AMPA, 2-amino-3-carboxymuconate-semialdehyde decarboxylase; AMPA, alpha-amino-3-hydroxy-5-methyl-4-isoxazolepropionic acid; CSF, cerebrospinal fluid; DA, dopamine; 3-HAA, 3-hydroxyanthranillic acid; 3-HK, 3-hydroxykynurenine; IDO, indoleamine 2,3-dioxygenase; IFN, interferon; KAT, kynurenine aminotransferases; KMO, kynurenine 3-monooxygenase; KP, kynurenine pathway; KYNA, kynurenic acid; NMDA, N-methyl-D-aspartate; PD, Parkinson’s disease; QUIN, quinolinic acid; ROS, reactive oxygen species; SNP, single nucleotide polymorphisms; TDO, tryptopan 2,3-dioxygenase; TRP, tryptophan.

Author Contributions

NT designed the research study. NT performed the research. KB analyzed the data. NT, RMT, KM, ZS, FS, KB, MT, PK and LV wrote the manuscript. All authors contributed to editorial changes in the manuscript. All authors read and approved the final manuscript.
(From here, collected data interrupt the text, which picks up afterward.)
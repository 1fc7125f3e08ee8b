use std::collections::HashSet;

use geo::Coord;
use image::{DynamicImage, Rgb, RgbImage};
use imageproc::{drawing::draw_filled_rect_mut, point::Point, rect::Rect};
use platesplit::{
    assign::assign_contours,
    dotted::{pair_by_dotted_line, DottedPair},
    filter::{filter_heights, filter_labels},
    geometry::{merge_rects, minimum_area_rect, rects_intersect},
    output_name, Contour, LabelBox, OcrPrediction, RegionMember, RotatedRect, SegmentError,
    SegmentOptions, SegmenterBuilder,
};
use regex::Regex;

const BLACK: Rgb<u8> = Rgb([0, 0, 0]);
const WHITE: Rgb<u8> = Rgb([255, 255, 255]);

fn init() {
    let _ = env_logger::builder().is_test(true).try_init();
}

fn fill(image: &mut RgbImage, x: i32, y: i32, width: u32, height: u32) {
    draw_filled_rect_mut(image, Rect::at(x, y).of_size(width, height), BLACK);
}

fn black_pixels(image: &RgbImage) -> usize {
    image.pixels().filter(|it| **it == BLACK).count()
}

fn square(x: i32, y: i32, side: i32) -> Contour {
    Contour::new(vec![
        Point::new(x, y),
        Point::new(x + side, y),
        Point::new(x + side, y + side),
        Point::new(x, y + side),
    ])
    .unwrap()
}

#[test]
fn two_squares_without_ocr() {
    init();
    let mut image = RgbImage::from_pixel(600, 400, WHITE);
    fill(&mut image, 50, 50, 100, 100);
    fill(&mut image, 400, 50, 100, 100);
    let plate = DynamicImage::ImageRgb8(image);

    let segmenter = SegmenterBuilder::new().build().unwrap();
    let segmentation = segmenter
        .segment(&plate, &[], 2, SegmentOptions::default())
        .expect("segmentation failed");

    assert!(!segmentation.partial);
    assert_eq!(segmentation.labels(), vec!['A', 'B']);
    let (a, b) = (&segmentation.segments[0].image, &segmentation.segments[1].image);
    assert_eq!(a.dimensions(), (600, 400));
    assert_eq!(*a.get_pixel(100, 100), BLACK);
    assert_eq!(*a.get_pixel(450, 100), WHITE);
    assert_eq!(*b.get_pixel(450, 100), BLACK);
    assert_eq!(*b.get_pixel(100, 100), WHITE);
    assert_eq!(black_pixels(a), 100 * 100);
    assert_eq!(black_pixels(b), 100 * 100);

    let dir = tempfile::tempdir().unwrap();
    let written = segmentation
        .save_all(dir.path(), std::path::Path::new("scans/plate12.png"))
        .unwrap();
    let names = written
        .iter()
        .map(|it| it.file_name().unwrap().to_string_lossy().into_owned())
        .collect::<Vec<_>>();
    assert_eq!(names, vec!["plate12-A.png", "plate12-B.png"]);
    assert!(written.iter().all(|it| it.exists()));
}

#[test]
fn blobs_come_out_in_reading_order() {
    init();
    let mut image = RgbImage::from_pixel(500, 450, WHITE);
    let blobs = [(300, 250, 100), (20, 20, 60), (300, 20, 80), (20, 250, 40)];
    for (x, y, side) in blobs {
        fill(&mut image, x, y, side, side);
    }

    let segmenter = SegmenterBuilder::new().build().unwrap();
    let segmentation = segmenter
        .extract_fallback(&DynamicImage::ImageRgb8(image), SegmentOptions::default())
        .unwrap();

    assert_eq!(segmentation.labels(), vec!['A', 'B', 'C', 'D']);
    let expected = [(20, 20, 60), (300, 20, 80), (20, 250, 40), (300, 250, 100)];
    for (segment, (x, y, side)) in segmentation.segments.iter().zip(expected) {
        let center = (x as u32 + side / 2, y as u32 + side / 2);
        assert_eq!(*segment.image.get_pixel(center.0, center.1), BLACK);
        assert_eq!(black_pixels(&segment.image), (side * side) as usize);
    }
}

#[test]
fn equal_neighbours_stay_separate_unless_merging_is_enabled() {
    init();
    let mut image = RgbImage::from_pixel(500, 250, WHITE);
    for x in [50, 200, 350] {
        fill(&mut image, x, 50, 100, 100);
    }
    let image = DynamicImage::ImageRgb8(image);

    let segmenter = SegmenterBuilder::new().build().unwrap();
    let segmentation = segmenter
        .extract_fallback(&image, SegmentOptions::default())
        .unwrap();
    assert_eq!(segmentation.labels(), vec!['A', 'B', 'C']);
    for (segment, x) in segmentation.segments.iter().zip([50, 200, 350]) {
        assert_eq!(*segment.image.get_pixel(x + 50, 100), BLACK);
        assert_eq!(black_pixels(&segment.image), 100 * 100);
    }

    let merging = SegmenterBuilder::new().merge_collinear(true).build().unwrap();
    let segmentation = merging
        .extract_fallback(&image, SegmentOptions::default())
        .unwrap();
    assert_eq!(segmentation.labels(), vec!['A']);
    assert_eq!(black_pixels(&segmentation.segments[0].image), 3 * 100 * 100);
}

#[test]
fn iteration_cap_returns_partial_result() {
    init();
    let mut image = RgbImage::from_pixel(600, 400, WHITE);
    fill(&mut image, 50, 50, 100, 100);
    fill(&mut image, 400, 50, 100, 100);

    let segmenter = SegmenterBuilder::new().max_iterations(1).build().unwrap();
    let result = segmenter.extract_fallback(&DynamicImage::ImageRgb8(image), SegmentOptions::default());
    match result {
        Err(SegmentError::ExtractionIncomplete {
            iterations,
            partial,
        }) => {
            assert_eq!(iterations, 1);
            assert!(partial.partial);
            assert_eq!(partial.segments.len(), 1);
        }
        other => panic!("expected an incomplete extraction, got {other:?}"),
    }
}

fn labelled_plate() -> (RgbImage, Vec<OcrPrediction>) {
    let mut image = RgbImage::from_pixel(600, 300, WHITE);
    fill(&mut image, 50, 80, 100, 100);
    fill(&mut image, 250, 80, 100, 100);
    fill(&mut image, 450, 80, 100, 100);
    // glyphs above each square
    fill(&mut image, 90, 30, 15, 15);
    fill(&mut image, 290, 30, 15, 15);
    fill(&mut image, 490, 30, 15, 15);
    // "5 mm" written under the last square
    fill(&mut image, 470, 220, 30, 10);

    let predictions = vec![
        OcrPrediction::from_rect("C", 490.0, 30.0, 15.0, 15.0),
        OcrPrediction::from_rect("A", 90.0, 30.0, 15.0, 15.0),
        OcrPrediction::from_rect("b", 290.0, 30.0, 15.0, 15.0),
        OcrPrediction::from_rect("5", 470.0, 220.0, 8.0, 10.0),
        OcrPrediction::from_rect("mm", 482.0, 220.0, 18.0, 10.0),
    ];
    (image, predictions)
}

#[test]
fn labelled_plate_splits_by_nearest_label() {
    init();
    let (image, predictions) = labelled_plate();
    let segmenter = SegmenterBuilder::new().strict(true).build().unwrap();
    let segmentation = segmenter
        .segment(
            &DynamicImage::ImageRgb8(image),
            &predictions,
            3,
            SegmentOptions::default(),
        )
        .unwrap();

    assert_eq!(segmentation.labels(), vec!['A', 'B', 'C']);
    let [a, b, c] = [0, 1, 2].map(|i| &segmentation.segments[i].image);

    assert_eq!(*a.get_pixel(100, 130), BLACK);
    assert_eq!(*a.get_pixel(95, 35), BLACK);
    assert_eq!(*a.get_pixel(300, 130), WHITE);
    assert_eq!(*a.get_pixel(480, 225), WHITE);

    assert_eq!(*b.get_pixel(300, 130), BLACK);
    assert_eq!(*b.get_pixel(295, 35), BLACK);
    assert_eq!(*b.get_pixel(100, 130), WHITE);

    assert_eq!(*c.get_pixel(500, 130), BLACK);
    assert_eq!(*c.get_pixel(480, 225), BLACK);
    assert_eq!(*c.get_pixel(300, 130), WHITE);
}

#[test]
fn dotted_line_pulls_callout_into_its_label() {
    init();
    let mut image = RgbImage::from_pixel(700, 400, WHITE);
    fill(&mut image, 50, 100, 150, 150);
    fill(&mut image, 450, 100, 150, 150);
    fill(&mut image, 300, 300, 40, 40);
    fill(&mut image, 100, 60, 15, 15);
    fill(&mut image, 500, 60, 15, 15);
    for step in 0..12 {
        let at = 206 + 7 * step;
        fill(&mut image, at, at, 4, 4);
    }
    let predictions = vec![
        OcrPrediction::from_rect("A", 100.0, 60.0, 15.0, 15.0),
        OcrPrediction::from_rect("B", 500.0, 60.0, 15.0, 15.0),
    ];

    let segmenter = SegmenterBuilder::new().build().unwrap();
    let segmentation = segmenter
        .segment(
            &DynamicImage::ImageRgb8(image),
            &predictions,
            2,
            SegmentOptions::default(),
        )
        .unwrap();

    let (a, b) = (&segmentation.segments[0].image, &segmentation.segments[1].image);
    assert_eq!(*a.get_pixel(120, 170), BLACK);
    assert_eq!(*a.get_pixel(320, 320), BLACK);
    assert_eq!(*b.get_pixel(320, 320), WHITE);
    assert_eq!(*b.get_pixel(520, 170), BLACK);
}

#[test]
fn ocr_failure_is_reported() {
    init();
    let image = DynamicImage::ImageRgb8(RgbImage::from_pixel(10, 10, WHITE));
    let recognizer = |_: &DynamicImage| -> Result<Vec<OcrPrediction>, platesplit::BoxError> {
        Err("engine crashed".into())
    };
    let segmenter = SegmenterBuilder::new().build().unwrap();
    let result = segmenter.segment_with(&recognizer, &image, 1, SegmentOptions::default());
    assert!(matches!(result, Err(SegmentError::Ocr(_))));
}

#[test]
fn strict_mode_rejects_missing_labels() {
    init();
    let (image, mut predictions) = labelled_plate();
    predictions.retain(|it| it.text != "C");
    let plate = DynamicImage::ImageRgb8(image);

    let strict = SegmenterBuilder::new().strict(true).build().unwrap();
    let result = strict.segment(&plate, &predictions, 3, SegmentOptions::default());
    assert!(matches!(
        result,
        Err(SegmentError::LabelCount {
            expected: 3,
            found: 2
        })
    ));

    let lenient = SegmenterBuilder::new().build().unwrap();
    let segmentation = lenient
        .segment(&plate, &predictions, 3, SegmentOptions::default())
        .unwrap();
    assert_eq!(segmentation.labels(), vec!['A', 'B', 'C']);
    assert!(segmentation.segments[2]
        .image
        .pixels()
        .all(|it| *it == WHITE));
}

#[test]
fn label_filter_skips_units_and_pads() {
    let predictions = vec![
        OcrPrediction::from_rect("cm", 0.0, 0.0, 10.0, 10.0),
        OcrPrediction::from_rect("Bs", 50.0, 0.0, 10.0, 10.0),
        OcrPrediction::from_rect("A", 20.0, 0.0, 10.0, 10.0),
        OcrPrediction::from_rect("D", 80.0, 0.0, 10.0, 10.0),
        OcrPrediction::from_rect("12", 80.0, 40.0, 10.0, 10.0),
    ];
    let labels = filter_labels(&predictions, &['A', 'B', 'C'], 10.0, false).unwrap();
    assert_eq!(
        labels.iter().map(|it| it.label).collect::<Vec<_>>(),
        vec!['A', 'B']
    );
    assert_eq!(labels[0].quad[2], Coord { x: 40.0, y: 20.0 });

    let err = filter_labels(&predictions, &['A', 'B', 'C'], 10.0, true).unwrap_err();
    assert!(matches!(err, SegmentError::LabelCount { expected: 3, found: 2 }));
}

#[test]
fn duplicate_label_does_not_stand_in_for_a_missing_one() {
    let predictions = vec![
        OcrPrediction::from_rect("A", 0.0, 0.0, 10.0, 10.0),
        OcrPrediction::from_rect("A", 50.0, 0.0, 10.0, 10.0),
    ];
    let err = filter_labels(&predictions, &['A', 'B'], 10.0, true).unwrap_err();
    assert!(matches!(err, SegmentError::LabelCount { expected: 2, found: 1 }));

    let labels = filter_labels(&predictions, &['A', 'B'], 10.0, false).unwrap();
    assert_eq!(labels.len(), 1);
    assert_eq!(labels[0].quad[0], Coord { x: 0.0, y: 0.0 });
}

#[test]
fn digits_join_their_nearest_unit() {
    let predictions = vec![
        OcrPrediction::from_rect("5", 100.0, 100.0, 10.0, 10.0),
        OcrPrediction::from_rect("10", 400.0, 100.0, 10.0, 10.0),
        OcrPrediction::from_rect("mm", 115.0, 100.0, 20.0, 10.0),
        OcrPrediction::from_rect("cm", 800.0, 100.0, 20.0, 10.0),
    ];
    let heights = filter_heights(&predictions, &Regex::new("[cm]m").unwrap(), 100.0);
    assert_eq!(heights.len(), 2);
    assert_eq!(heights[0].text, "5 mm");
    assert_eq!(heights[0].quad[0], Coord { x: 100.0, y: 100.0 });
    assert_eq!(heights[0].quad[2], Coord { x: 135.0, y: 110.0 });
    assert_eq!(heights[1].text, "cm");
}

#[test]
fn every_contour_gets_exactly_one_label() {
    let contours = vec![square(0, 100, 50), square(200, 100, 50), square(400, 100, 50)];
    let label_boxes = ['C', 'A', 'B']
        .into_iter()
        .zip([400.0, 0.0, 200.0])
        .map(|(label, x)| LabelBox {
            label,
            quad: OcrPrediction::from_rect("", x, 60.0, 20.0, 20.0).quad,
        })
        .collect::<Vec<_>>();

    let regions = assign_contours(&contours, &label_boxes, &[]);
    assert_eq!(regions.len(), 3);
    let owned = [('A', 0), ('B', 1), ('C', 2)];
    let mut seen = HashSet::new();
    for (label, index) in owned {
        let region = &regions[&label];
        let indices = region.contour_indices().collect::<Vec<_>>();
        assert_eq!(indices, vec![index]);
        assert!(seen.insert(index));
        let boxes = region
            .members
            .iter()
            .filter(|it| matches!(it, RegionMember::LabelBox(_)))
            .count();
        assert_eq!(boxes, 1);
    }
}

#[test]
fn dotted_pair_follows_main_contour() {
    let contours = vec![square(0, 0, 10), square(100, 0, 4)];
    let line = square(40, 3, 3);
    let pairs = pair_by_dotted_line(&contours, &[line]);
    assert_eq!(pairs, vec![DottedPair { main: 0, sub: 1 }]);

    let label_boxes = vec![
        LabelBox {
            label: 'A',
            quad: OcrPrediction::from_rect("", 0.0, -20.0, 5.0, 5.0).quad,
        },
        LabelBox {
            label: 'B',
            quad: OcrPrediction::from_rect("", 110.0, 20.0, 5.0, 5.0).quad,
        },
    ];
    let regions = assign_contours(&contours, &label_boxes, &pairs);
    assert_eq!(regions[&'A'].contour_indices().collect::<Vec<_>>(), vec![0, 1]);
    assert_eq!(regions[&'B'].contour_indices().count(), 0);
}

#[test]
fn merged_rect_matches_rect_of_all_corners() {
    let rects = [
        RotatedRect::new(Coord { x: 20.0, y: 20.0 }, (30.0, 10.0), 15.0),
        RotatedRect::new(Coord { x: 70.0, y: 35.0 }, (20.0, 20.0), 60.0),
        RotatedRect::new(Coord { x: 40.0, y: 80.0 }, (12.0, 40.0), 0.0),
    ];
    let merged = merge_rects(&rects).unwrap();
    let corners = rects.iter().flat_map(|it| it.corners()).collect::<Vec<_>>();
    let direct = minimum_area_rect(&corners).unwrap();
    assert_eq!(merged, direct);
    assert!(merged.area() >= rects.iter().map(RotatedRect::area).fold(0.0, f32::max));
}

#[test]
fn intersection_is_one_sided() {
    let outer = RotatedRect::new(Coord { x: 50.0, y: 50.0 }, (100.0, 100.0), 0.0).corners();
    let inner = RotatedRect::new(Coord { x: 50.0, y: 50.0 }, (10.0, 10.0), 0.0).corners();
    let poking = RotatedRect::new(Coord { x: 110.0, y: 110.0 }, (30.0, 30.0), 0.0).corners();
    let apart = RotatedRect::new(Coord { x: 300.0, y: 300.0 }, (10.0, 10.0), 0.0).corners();

    assert!(!rects_intersect(&inner, &outer));
    assert!(rects_intersect(&outer, &inner));
    assert!(rects_intersect(&outer, &poking));
    assert!(!rects_intersect(&outer, &apart));
}

#[test]
fn output_names_use_upper_case_labels() {
    assert_eq!(output_name("fig3", 'b', "jpg"), "fig3-B.jpg");
}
Ethics Approval and Consent to Participate

All patients gave their informed consent in accordance with the Declaration of Helsinki, and the study was approved by the Medical Research Council Scientific and Research Ethics Committee (47066-3/2013/EKU (556/2013)).

Acknowledgment

The authors are sincerely grateful to Dr. Michael D. Lovelace and his co-workers for critical reading and their kind help.

Funding

This research was funded by the Economic Development and Innovation Operational Programme [GINOP 2.3.2-15-2016-00034; GINOP 2.3.2-15-2016-00048], National Research, Development and Innovation Office [NKFIH-1279-2/2020 TKP 2020], TUDFO/47138-1/2019-ITM, National Scientific Research Fund [OTKA138125] and ELKH-SZTE. Project no. TKP2021-EGA-32 has been implemented with the support provided by the Ministry of Innovation and Technology of Hungary from the National Research, Development and Innovation Fund, financed under the TKP2021-EGA funding scheme.section is required for all papers.

Conflict of Interest

Given his role as Guest Editor, Masaru Tanaka had no involvement in the peer-review of this article and has no access to information regarding its peer-review. Full responsibility for the editorial process for this article was delegated to Graham Pawelec. The authors declare no conflict of interest.